On the flip side, this is probably the best offense Cal has faced this year, and probably the most balanced. UCLA should be able to run the ball on Cal, which negates a good amount of Cal’s strength on defense, the pass rush.

This is probably the toughest game to predict this year. There’s a reasonable chance this could be anything from a really close, one-possession game to a blowout in either team’s favor, depending on so many factors. We’ve gone back and forth on it a few times, but ultimately, it boils down to this: UCLA’s strength on offense, its running game, has a really good chance of dictating the pace and flow of this game, because Cal’s rush defense is not great. UCLA’s weakness on defense, its rush defense, is unlikely to be exploited to its fullest extent by the Bears. While Goff is very good, if Cal elects to drop back 40+ times in this game rather than run the ball, it’s probably a good thing for UCLA, because odds are on at least a couple of plays, UCLA will generate enough pressure to force a mistake or two.

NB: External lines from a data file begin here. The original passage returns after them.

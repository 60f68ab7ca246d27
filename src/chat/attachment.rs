use crate::chat::FileMeta;
use anyhow::{Context, Result};
use base64::{engine::general_purpose::STANDARD, Engine as _};
use std::path::Path;

/// A file staged for the next submission. The content is a base64 data URL
/// of the full file bytes; the attachment lives only from selection until
/// the submission that consumes it.
#[derive(Debug, Clone)]
pub struct AttachedFile {
    pub name: String,
    pub mime: String,
    pub content: String,
}

impl AttachedFile {
    /// Read a file from disk and encode it as a base64 data URL. The MIME
    /// type is inferred from the extension; no format validation is done.
    pub fn from_path(path: impl AsRef<Path>) -> Result<Self> {
        let path = path.as_ref();
        let bytes = std::fs::read(path)
            .with_context(|| format!("Failed to read file: {}", path.display()))?;
        let name = path
            .file_name()
            .map(|n| n.to_string_lossy().into_owned())
            .unwrap_or_else(|| path.display().to_string());
        let mime = mime_for_extension(path).to_string();
        let content = format!("data:{};base64,{}", mime, STANDARD.encode(bytes));
        Ok(Self {
            name,
            mime,
            content,
        })
    }

    /// The raw base64 payload, with the `data:` prefix stripped if present.
    pub fn inline_base64(&self) -> &str {
        match self.content.split_once(',') {
            Some((prefix, data)) if prefix.starts_with("data:") => data,
            _ => &self.content,
        }
    }

    /// The metadata that is kept on the user message.
    pub fn meta(&self) -> FileMeta {
        FileMeta {
            name: self.name.clone(),
            mime: self.mime.clone(),
        }
    }
}

fn mime_for_extension(path: &Path) -> &'static str {
    let ext = path
        .extension()
        .map(|e| e.to_string_lossy().to_lowercase())
        .unwrap_or_default();
    match ext.as_str() {
        "txt" | "md" => "text/plain",
        "pdf" => "application/pdf",
        "json" => "application/json",
        "csv" => "text/csv",
        "html" | "htm" => "text/html",
        "png" => "image/png",
        "jpg" | "jpeg" => "image/jpeg",
        "gif" => "image/gif",
        "webp" => "image/webp",
        _ => "application/octet-stream",
    }
}
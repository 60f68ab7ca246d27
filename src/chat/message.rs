use chrono::{DateTime, Local};
use serde::{Deserialize, Serialize};

/// Who wrote a message.
#[derive(Debug, Clone, Copy, PartialEq, Eq, Serialize, Deserialize)]
pub enum MessageAuthor {
    #[serde(rename = "user")]
    User,
    #[serde(rename = "ai")]
    Ai,
}

/// Creation-ordered message identifier, assigned by the conversation store.
#[derive(Debug, Clone, Copy, PartialEq, Eq, PartialOrd, Ord, Hash, Serialize, Deserialize)]
pub struct MessageId(pub u64);

/// Metadata of a file attached to a user message. Only the name and MIME
/// type are kept on the message; the file bytes travel with the submission
/// and are never retained.
#[derive(Debug, Clone, PartialEq, Eq, Serialize, Deserialize)]
pub struct FileMeta {
    pub name: String,
    pub mime: String,
}

/// One entry of the conversation. After it is appended, only `text`,
/// `is_loading` and `image_url` may change, and only in place.
#[derive(Debug, Clone, Serialize, Deserialize)]
pub struct Message {
    pub id: MessageId,
    pub author: MessageAuthor,
    pub text: String,
    #[serde(skip_serializing_if = "Option::is_none")]
    pub image_url: Option<String>,
    #[serde(default)]
    pub is_loading: bool,
    #[serde(skip_serializing_if = "Option::is_none")]
    pub attached_file: Option<FileMeta>,
    pub created_at: DateTime<Local>,
}

impl Message {
    pub fn new(id: MessageId, author: MessageAuthor, text: String) -> Self {
        Self {
            id,
            author,
            text,
            image_url: None,
            is_loading: false,
            attached_file: None,
            created_at: Local::now(),
        }
    }

    /// A user message, optionally carrying attached-file metadata.
    pub fn user(id: MessageId, text: String, attached_file: Option<FileMeta>) -> Self {
        let mut msg = Self::new(id, MessageAuthor::User, text);
        msg.attached_file = attached_file;
        msg
    }

    /// The in-flight AI response: empty text, loading indicator on.
    pub fn ai_placeholder(id: MessageId) -> Self {
        let mut msg = Self::new(id, MessageAuthor::Ai, String::new());
        msg.is_loading = true;
        msg
    }
}
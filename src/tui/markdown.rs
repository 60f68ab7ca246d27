use pulldown_cmark::{CodeBlockKind, Event, Options, Parser, Tag};
use ratatui::style::{Color, Modifier, Style};
use ratatui::text::{Line, Span};

/// Render markdown into ratatui lines, GitHub-flavored and line-break
/// preserving: soft breaks become real line breaks, fenced code blocks keep
/// their content verbatim, and raw HTML is shown as literal text instead of
/// being interpreted.
pub fn render_markdown(text: &str) -> Vec<Line<'static>> {
    let mut options = Options::empty();
    options.insert(Options::ENABLE_TABLES);
    options.insert(Options::ENABLE_STRIKETHROUGH);
    options.insert(Options::ENABLE_TASKLISTS);

    let mut renderer = Renderer::default();
    for event in Parser::new_ext(text, options) {
        renderer.handle(event);
    }
    renderer.into_lines()
}

#[derive(Default)]
struct Renderer {
    lines: Vec<Line<'static>>,
    spans: Vec<Span<'static>>,
    modifiers: Modifier,
    heading: bool,
    in_code_block: bool,
    // One entry per open list; Some holds the next ordered-item number.
    list_stack: Vec<Option<u64>>,
}

impl Renderer {
    fn handle(&mut self, event: Event) {
        match event {
            Event::Start(tag) => self.start(tag),
            Event::End(tag) => self.end(tag),
            Event::Text(text) => self.text(&text),
            // Raw HTML stays literal text; nothing is interpreted.
            Event::Html(html) => {
                let mut first = true;
                for piece in html.trim_end_matches('\n').split('\n') {
                    if !first {
                        self.flush_line();
                    }
                    first = false;
                    self.text(piece);
                }
            }
            Event::Code(code) => self.spans.push(Span::styled(
                code.into_string(),
                Style::default().fg(Color::Yellow),
            )),
            Event::SoftBreak | Event::HardBreak => self.flush_line(),
            Event::Rule => {
                self.flush_line();
                self.lines.push(Line::from(Span::styled(
                    "────────".to_string(),
                    Style::default().fg(Color::DarkGray),
                )));
            }
            Event::TaskListMarker(checked) => {
                let marker = if checked { "[x] " } else { "[ ] " };
                self.spans.push(Span::raw(marker.to_string()));
            }
            Event::FootnoteReference(_) => {}
        }
    }

    fn start(&mut self, tag: Tag) {
        match tag {
            Tag::Paragraph => {}
            Tag::Heading(..) => {
                self.flush_line();
                self.heading = true;
            }
            Tag::CodeBlock(kind) => {
                self.flush_line();
                if let CodeBlockKind::Fenced(lang) = kind {
                    if !lang.is_empty() {
                        self.lines.push(Line::from(Span::styled(
                            format!("· {lang}"),
                            Style::default().fg(Color::DarkGray),
                        )));
                    }
                }
                self.in_code_block = true;
            }
            Tag::List(start) => self.list_stack.push(start),
            Tag::Item => {
                self.flush_line();
                let prefix = match self.list_stack.last_mut() {
                    Some(Some(index)) => {
                        let label = format!("{index}. ");
                        *index += 1;
                        label
                    }
                    _ => "• ".to_string(),
                };
                let indent = "  ".repeat(self.list_stack.len().saturating_sub(1));
                self.spans.push(Span::raw(format!("{indent}{prefix}")));
            }
            Tag::BlockQuote => {
                self.flush_line();
                self.modifiers |= Modifier::ITALIC;
            }
            Tag::Emphasis => self.modifiers |= Modifier::ITALIC,
            Tag::Strong => self.modifiers |= Modifier::BOLD,
            Tag::Strikethrough => self.modifiers |= Modifier::CROSSED_OUT,
            Tag::Link(..) => self.modifiers |= Modifier::UNDERLINED,
            Tag::Image(..) => {}
            Tag::Table(_) | Tag::TableHead | Tag::TableRow => self.flush_line(),
            Tag::TableCell => {}
            Tag::FootnoteDefinition(_) => {}
        }
    }

    fn end(&mut self, tag: Tag) {
        match tag {
            Tag::Paragraph => {
                self.flush_line();
                self.blank_line();
            }
            Tag::Heading(..) => {
                self.heading = false;
                self.flush_line();
                self.blank_line();
            }
            Tag::CodeBlock(_) => {
                self.in_code_block = false;
                self.flush_line();
                self.blank_line();
            }
            Tag::List(_) => {
                self.flush_line();
                self.list_stack.pop();
                if self.list_stack.is_empty() {
                    self.blank_line();
                }
            }
            Tag::Item => self.flush_line(),
            Tag::BlockQuote => {
                self.modifiers -= Modifier::ITALIC;
                self.flush_line();
                self.blank_line();
            }
            Tag::Emphasis => self.modifiers -= Modifier::ITALIC,
            Tag::Strong => self.modifiers -= Modifier::BOLD,
            Tag::Strikethrough => self.modifiers -= Modifier::CROSSED_OUT,
            Tag::Link(..) => self.modifiers -= Modifier::UNDERLINED,
            Tag::TableRow | Tag::TableHead => self.flush_line(),
            Tag::TableCell => self.spans.push(Span::raw("  ".to_string())),
            Tag::Image(..) | Tag::Table(_) | Tag::FootnoteDefinition(_) => {}
        }
    }

    fn text(&mut self, text: &str) {
        if self.in_code_block {
            // Code block content is emitted verbatim, one styled line per
            // source line.
            let style = Style::default().fg(Color::Green);
            let mut first = true;
            for piece in text.split('\n') {
                if !first {
                    self.flush_line();
                }
                first = false;
                if !piece.is_empty() {
                    self.spans.push(Span::styled(piece.to_string(), style));
                }
            }
            return;
        }

        let style = if self.heading {
            Style::default()
                .fg(Color::LightBlue)
                .add_modifier(Modifier::BOLD | self.modifiers)
        } else {
            Style::default().add_modifier(self.modifiers)
        };
        self.spans.push(Span::styled(text.to_string(), style));
    }

    fn flush_line(&mut self) {
        if !self.spans.is_empty() {
            let spans = std::mem::take(&mut self.spans);
            self.lines.push(Line::from(spans));
        }
    }

    fn blank_line(&mut self) {
        if !matches!(self.lines.last(), Some(line) if is_blank(line)) {
            self.lines.push(Line::from(""));
        }
    }

    fn into_lines(mut self) -> Vec<Line<'static>> {
        self.flush_line();
        while matches!(self.lines.last(), Some(line) if is_blank(line)) {
            self.lines.pop();
        }
        self.lines
    }
}

fn is_blank(line: &Line) -> bool {
    line.spans.iter().all(|span| span.content.is_empty())
}

#[cfg(test)]
mod tests {
    use super::*;

    fn line_text(line: &Line) -> String {
        line.spans.iter().map(|s| s.content.as_ref()).collect()
    }

    fn rendered_text(lines: &[Line]) -> Vec<String> {
        lines.iter().map(line_text).collect()
    }

    #[test]
    fn plain_paragraph_is_one_line() {
        let lines = render_markdown("Hello there");
        assert_eq!(rendered_text(&lines), vec!["Hello there"]);
    }

    #[test]
    fn soft_breaks_are_preserved_as_line_breaks() {
        let lines = render_markdown("first\nsecond");
        assert_eq!(rendered_text(&lines), vec!["first", "second"]);
    }

    #[test]
    fn strong_text_is_bold() {
        let lines = render_markdown("a **bold** word");
        let bold = lines[0]
            .spans
            .iter()
            .find(|s| s.content.as_ref() == "bold")
            .unwrap();
        assert!(bold.style.add_modifier.contains(Modifier::BOLD));
    }

    #[test]
    fn fenced_code_block_keeps_content_verbatim() {
        let lines = render_markdown("```rust\nlet x = 1;\nlet y = 2;\n```");
        let text = rendered_text(&lines);
        assert_eq!(text[0], "· rust");
        assert_eq!(text[1], "let x = 1;");
        assert_eq!(text[2], "let y = 2;");
        let code_span = &lines[1].spans[0];
        assert_eq!(code_span.style.fg, Some(Color::Green));
    }

    #[test]
    fn raw_html_is_rendered_as_literal_text() {
        let lines = render_markdown("before\n\n<div>inside</div>\n\nafter");
        let joined = rendered_text(&lines).join("\n");
        assert!(joined.contains("<div>inside</div>"));
    }

    #[test]
    fn ordered_list_is_numbered() {
        let lines = render_markdown("1. one\n2. two");
        let text = rendered_text(&lines);
        assert_eq!(text[0], "1. one");
        assert_eq!(text[1], "2. two");
    }

    #[test]
    fn unordered_list_uses_bullets() {
        let lines = render_markdown("- alpha\n- beta");
        let text = rendered_text(&lines);
        assert_eq!(text[0], "• alpha");
        assert_eq!(text[1], "• beta");
    }

    #[test]
    fn heading_is_styled() {
        let lines = render_markdown("# Title\n\nbody");
        assert_eq!(line_text(&lines[0]), "Title");
        assert!(lines[0].spans[0]
            .style
            .add_modifier
            .contains(Modifier::BOLD));
    }

    #[test]
    fn empty_input_renders_nothing() {
        assert!(render_markdown("").is_empty());
    }
}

Then from an intangible perspective, given what we’ve seen of Jim Mora’s teams in the last three years, this is the kind of game they win — with their backs against the wall after being all but eliminated from any postseason discussion. Mora’s teams have generally shown good mental toughness and the ability to bounce back, and that has to be factored into the discussion, at least a little.

Like we said, though, this is a very tough one to predict. If UCLA’s defense is as bad on Thursday as it was against Stanford, then the Bruins will need an otherworldly performance from Rosen and the offense to stay with the Bears. Cal’s offense, though, is nowhere near as good as Stanford, and we think UCLA’s defense could show enough wrinkles to slow the Bears down for a close win at home.